┌────────

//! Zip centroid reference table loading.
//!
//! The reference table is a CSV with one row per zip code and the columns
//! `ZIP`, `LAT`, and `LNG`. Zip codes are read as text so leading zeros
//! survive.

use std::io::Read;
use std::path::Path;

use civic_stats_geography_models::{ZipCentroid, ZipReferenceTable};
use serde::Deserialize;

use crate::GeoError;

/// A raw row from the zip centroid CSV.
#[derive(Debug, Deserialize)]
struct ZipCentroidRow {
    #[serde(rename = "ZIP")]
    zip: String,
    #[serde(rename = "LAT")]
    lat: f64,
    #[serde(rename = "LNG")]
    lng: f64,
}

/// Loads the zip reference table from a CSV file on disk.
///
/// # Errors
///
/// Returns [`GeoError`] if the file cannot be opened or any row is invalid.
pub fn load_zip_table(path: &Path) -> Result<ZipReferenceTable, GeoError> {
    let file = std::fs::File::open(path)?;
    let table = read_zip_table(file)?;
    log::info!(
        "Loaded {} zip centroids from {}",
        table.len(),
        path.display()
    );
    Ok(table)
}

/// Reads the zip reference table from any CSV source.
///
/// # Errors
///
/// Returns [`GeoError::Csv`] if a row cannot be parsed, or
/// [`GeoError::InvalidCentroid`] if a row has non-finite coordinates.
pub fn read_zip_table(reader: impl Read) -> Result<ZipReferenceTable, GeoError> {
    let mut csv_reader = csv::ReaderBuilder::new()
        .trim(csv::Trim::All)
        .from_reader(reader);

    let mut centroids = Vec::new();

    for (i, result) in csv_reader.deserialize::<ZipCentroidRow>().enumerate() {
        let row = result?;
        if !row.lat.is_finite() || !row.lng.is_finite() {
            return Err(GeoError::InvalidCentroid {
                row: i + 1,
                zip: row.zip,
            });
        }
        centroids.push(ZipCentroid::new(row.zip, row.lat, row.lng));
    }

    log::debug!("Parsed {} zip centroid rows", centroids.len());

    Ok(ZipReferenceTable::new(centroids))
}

└────────
┌────────

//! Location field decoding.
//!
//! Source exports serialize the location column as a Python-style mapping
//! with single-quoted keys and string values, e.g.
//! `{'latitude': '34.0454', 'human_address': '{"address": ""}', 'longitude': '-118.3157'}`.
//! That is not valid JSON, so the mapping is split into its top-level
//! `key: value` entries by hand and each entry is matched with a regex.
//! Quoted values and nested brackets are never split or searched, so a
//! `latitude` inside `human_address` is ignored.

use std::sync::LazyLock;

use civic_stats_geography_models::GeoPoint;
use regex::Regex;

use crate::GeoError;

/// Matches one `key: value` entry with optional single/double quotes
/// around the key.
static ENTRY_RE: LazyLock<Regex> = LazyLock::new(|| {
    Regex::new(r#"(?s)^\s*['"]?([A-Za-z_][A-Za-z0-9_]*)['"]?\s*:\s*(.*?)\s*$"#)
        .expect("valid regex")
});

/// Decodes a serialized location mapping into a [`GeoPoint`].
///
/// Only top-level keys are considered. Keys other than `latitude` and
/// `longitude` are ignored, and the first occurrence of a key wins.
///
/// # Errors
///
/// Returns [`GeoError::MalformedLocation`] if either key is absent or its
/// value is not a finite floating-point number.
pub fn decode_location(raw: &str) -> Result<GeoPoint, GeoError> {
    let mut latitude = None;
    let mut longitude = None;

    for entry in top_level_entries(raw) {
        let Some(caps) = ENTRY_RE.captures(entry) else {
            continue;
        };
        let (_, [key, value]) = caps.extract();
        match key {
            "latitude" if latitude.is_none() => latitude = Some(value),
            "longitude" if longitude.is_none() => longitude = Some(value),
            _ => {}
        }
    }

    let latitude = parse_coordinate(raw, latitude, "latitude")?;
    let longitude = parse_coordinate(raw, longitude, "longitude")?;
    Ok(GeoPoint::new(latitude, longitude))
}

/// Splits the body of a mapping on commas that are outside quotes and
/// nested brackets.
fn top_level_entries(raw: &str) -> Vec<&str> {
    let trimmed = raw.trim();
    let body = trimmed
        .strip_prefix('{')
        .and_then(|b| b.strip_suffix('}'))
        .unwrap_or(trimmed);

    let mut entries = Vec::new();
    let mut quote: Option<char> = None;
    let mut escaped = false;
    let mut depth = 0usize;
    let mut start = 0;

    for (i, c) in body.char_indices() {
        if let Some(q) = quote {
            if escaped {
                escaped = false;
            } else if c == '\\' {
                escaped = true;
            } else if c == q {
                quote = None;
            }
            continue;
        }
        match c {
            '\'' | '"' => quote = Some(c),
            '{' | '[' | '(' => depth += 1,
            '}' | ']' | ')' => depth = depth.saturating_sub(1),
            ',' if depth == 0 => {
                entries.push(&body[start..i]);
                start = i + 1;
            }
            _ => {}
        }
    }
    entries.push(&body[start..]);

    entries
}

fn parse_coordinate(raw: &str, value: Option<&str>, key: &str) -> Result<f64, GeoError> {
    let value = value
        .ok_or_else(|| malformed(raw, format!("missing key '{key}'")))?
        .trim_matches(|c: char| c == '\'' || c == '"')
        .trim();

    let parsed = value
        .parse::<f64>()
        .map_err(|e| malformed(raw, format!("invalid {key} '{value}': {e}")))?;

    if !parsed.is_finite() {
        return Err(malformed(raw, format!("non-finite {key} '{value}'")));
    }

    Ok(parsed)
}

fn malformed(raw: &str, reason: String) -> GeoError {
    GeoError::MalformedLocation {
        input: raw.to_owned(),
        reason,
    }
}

└────────

Your instructions —
Taking the records above, retype every line from the one with "has non-finite coordinates." down to the one with "let mut centroids = Vec::new();", exactly and with nothing else.

Answer space —
/// [`GeoError::InvalidCentroid`] if a row has non-finite coordinates.
pub fn read_zip_table(reader: impl Read) -> Result<ZipReferenceTable, GeoError> {
    let mut csv_reader = csv::ReaderBuilder::new()
        .trim(csv::Trim::All)
        .from_reader(reader);

    let mut centroids = Vec::new();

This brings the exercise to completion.